Even Ghost Writers Have a Life
As he recounted in his gripping memoir Bar of Great Expectations, which last year became a film directed by George Clooney and starring Ben Affleck, Moehringer grew up with his mother on Long Island, in a town called Manhasset, where Francis Scott Fitzgerald set The Great Gatsby. The title bar – which was called Dickens, another expert author of orphans and touching stories – became for him “the link of each rite of passage with the previous and following one”, and provided him with the father, or fathers, of which he needed. Of his real parent, who worked on the radio as a deejay and who had abandoned him, today he remembers above all his voice: «he had that nice Paul Robeson tonality, and when he wasn’t talking, he put on incredible records. If he listens to certain songs by Stevie Wonder or Van Morrison, I seem to hear him again ».
“I just want to write,” says a young Moehringer to a priest who asks him about his plans for the future, over a glass of whisky. After studying at Yale, Moehringer began his career as a journalist: he took his first steps at the New York Times, wrote for the Rocky Mountain News in Colorado, and finally, in 1994, landed at the Los Angeles Times. He won the Pulitzer in 2000 for his portrayal of Gee’s Bend, an isolated river community in Alabama where many descendants of slaves live.
Moehringer knows how to move readers to empathy. An article by him about a homeless man, who turns out to be the legendary boxing champion Bob Satterfield, becomes the basis for the 2007 film The revenge of the champion, with Samuel L. Jackson. But the big blow came about ten years ago, when Andre Agassi read The Bar of Great Expectations and was struck by it. He too has a story to tell. The winner of sixty ATP titles and eight Slams is a great champion, but also a complex person, with a difficult past: a failed marriage with actress Brooke Shields, alcoholic raids, and of course also a difficult relationship with his father, ex violent and authoritarian Armenian boxer, who forces Andre and his brothers to grueling workouts.

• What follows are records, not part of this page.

use crate::config::TieBreak;
use crate::potential::PotentialId;

/// Per-particle scheduling record.
///
/// `collision_time` is relative to "now" and covers the owning particle's
/// upward pairs plus its one-body potentials. `partner = None` with a
/// potential set means the scheduled event is one-body.
#[derive(Debug, Clone, Copy, PartialEq)]
pub struct Agent {
    pub collision_time: f64,
    pub partner: Option<usize>,
    pub potential: Option<PotentialId>,
}

impl Default for Agent {
    fn default() -> Self {
        Self {
            collision_time: f64::INFINITY,
            partner: None,
            potential: None,
        }
    }
}

impl Agent {
    /// Forget the scheduled event.
    #[inline]
    pub fn reset(&mut self) {
        *self = Self::default();
    }

    /// True if a finite event is scheduled.
    #[inline]
    pub fn is_scheduled(&self) -> bool {
        self.collision_time.is_finite() && self.potential.is_some()
    }

    /// True if the scheduled partner is one of `particles`.
    #[inline]
    pub fn depends_on(&self, particles: &[usize]) -> bool {
        matches!(self.partner, Some(p) if particles.contains(&p))
    }

    #[inline]
    fn take(&mut self, time: f64, partner: Option<usize>, potential: PotentialId) {
        self.collision_time = time;
        self.partner = partner;
        self.potential = Some(potential);
    }
}

/// How a scan folds per-candidate predictions into the agents.
///
/// Both policies write to the agent of the lower particle of a pair (or the
/// atom of a one-body candidate), which is the agent owning that prediction.
#[derive(Debug, Clone, Copy, PartialEq, Eq)]
pub enum Reduction {
    /// Min-search: the owner's agent is cleared when its group begins and
    /// keeps the smallest prediction, ties settled by the tie policy.
    Up,
    /// Min-update: the owner's existing schedule is replaced only by a
    /// strictly earlier prediction.
    Down,
}

impl Reduction {
    /// Start of `owner`'s upward group.
    #[inline]
    pub fn begin(self, agents: &mut [Agent], owner: usize) {
        if self == Reduction::Up {
            if let Some(a) = agents.get_mut(owner) {
                a.reset();
            }
        }
    }

    /// Fold one prediction into `owner`'s agent; returns true if it was taken.
    #[inline]
    pub fn offer(
        self,
        agents: &mut [Agent],
        owner: usize,
        time: f64,
        partner: Option<usize>,
        potential: PotentialId,
        tie: TieBreak,
    ) -> bool {
        let Some(agent) = agents.get_mut(owner) else {
            return false;
        };
        let take = match self {
            Reduction::Up => match tie {
                TieBreak::FirstInOrder => time < agent.collision_time,
                TieBreak::LastInOrder => {
                    time < agent.collision_time
                        || (time == agent.collision_time && time.is_finite())
                }
            },
            Reduction::Down => time < agent.collision_time,
        };
        if take {
            agent.take(time, partner, potential);
        }
        take
    }
}

#[cfg(test)]
mod tests {
    use super::*;

    #[test]
    fn default_agent_is_unscheduled() {
        let a = Agent::default();
        assert!(a.collision_time.is_infinite());
        assert!(!a.is_scheduled());
        assert!(!a.depends_on(&[0, 1]));
    }

    #[test]
    fn up_reduction_resets_then_keeps_minimum() {
        let mut agents = vec![Agent::default(); 3];
        agents[0].collision_time = 0.1;
        Reduction::Up.begin(&mut agents, 0);
        assert!(agents[0].collision_time.is_infinite());
        let pid = PotentialId(0);
        assert!(Reduction::Up.offer(&mut agents, 0, 2.0, Some(1), pid, TieBreak::FirstInOrder));
        assert!(Reduction::Up.offer(&mut agents, 0, 1.0, Some(2), pid, TieBreak::FirstInOrder));
        assert!(!Reduction::Up.offer(&mut agents, 0, 1.5, None, pid, TieBreak::FirstInOrder));
        assert_eq!(agents[0].partner, Some(2));
        assert!(agents[0].depends_on(&[2]));
    }

    #[test]
    fn tie_policy_applies_to_up_reduction() {
        let pid = PotentialId(3);
        let mut agents = vec![Agent::default(); 3];
        Reduction::Up.offer(&mut agents, 0, 1.0, Some(1), pid, TieBreak::FirstInOrder);
        Reduction::Up.offer(&mut agents, 0, 1.0, Some(2), pid, TieBreak::FirstInOrder);
        assert_eq!(agents[0].partner, Some(1));

        Reduction::Up.offer(&mut agents, 0, 1.0, Some(2), pid, TieBreak::LastInOrder);
        assert_eq!(agents[0].partner, Some(2));
    }

    #[test]
    fn down_reduction_requires_strict_improvement() {
        let pid = PotentialId(0);
        let mut agents = vec![Agent::default(); 2];
        agents[0] = Agent {
            collision_time: 1.0,
            partner: Some(1),
            potential: Some(pid),
        };
        Reduction::Down.begin(&mut agents, 0);
        assert_eq!(agents[0].collision_time, 1.0);
        assert!(!Reduction::Down.offer(&mut agents, 0, 1.0, None, PotentialId(1), TieBreak::LastInOrder));
        assert!(Reduction::Down.offer(&mut agents, 0, 0.5, None, PotentialId(1), TieBreak::LastInOrder));
        assert_eq!(agents[0].partner, None);
        assert_eq!(agents[0].potential, Some(PotentialId(1)));
    }
}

Global Success With Agassi and Harry
Open is a worldwide success, which definitively consecrates Moehringer as a ghost writer. Then the author falls in love with the story of Willie Sutton, a legendary bank robber who has never killed anyone. A sort of Robin Hood of the Great Depression, who died in 1980 at the age of 79. Full day is a book that overflows with romance, and that Moehringer signs with his real name. The author instead returns to the shadows with The art of victory (2016), the autobiography of the founder of Nike, Phil Knight – the man of the Swoosh, the unmistakable logo of the company.
Finally, the bestseller of the year. The problematic relationship with the father figure is the common thread that binds all of Moehringer’s books, and Prince Harry could only turn to him, to write about his childhood with King Charles III. “He never forgot that I didn’t like the dark, so he stroked my face until I fell asleep,” Spare reads. “Aside from those fleeting moments, however, Dad and I essentially coexisted. It was difficult for him to communicate, to listen, to express his feelings face to face». It seems that it was George Clooney who recommended Moehringer as a ghost writer.
In the UK, some question certain reconstructions of events. “The line between memory and fact can be blurred,” admits Moehringer, who cut the first draft with an ax to get Spare’s 540 pages. “The hardest part was to remove,” admitted Harry, who eliminated certain details so as not to make the disagreement with the royal family irreversible. “My father and brother would never forgive me.” The important thing is to make the individual story universal, to make a life striving towards success, which faces tormented phases, become compelling. After Lady D’s death, Meghan Markle arrives as a saving angel: «I had the feeling that there could only be one face for me.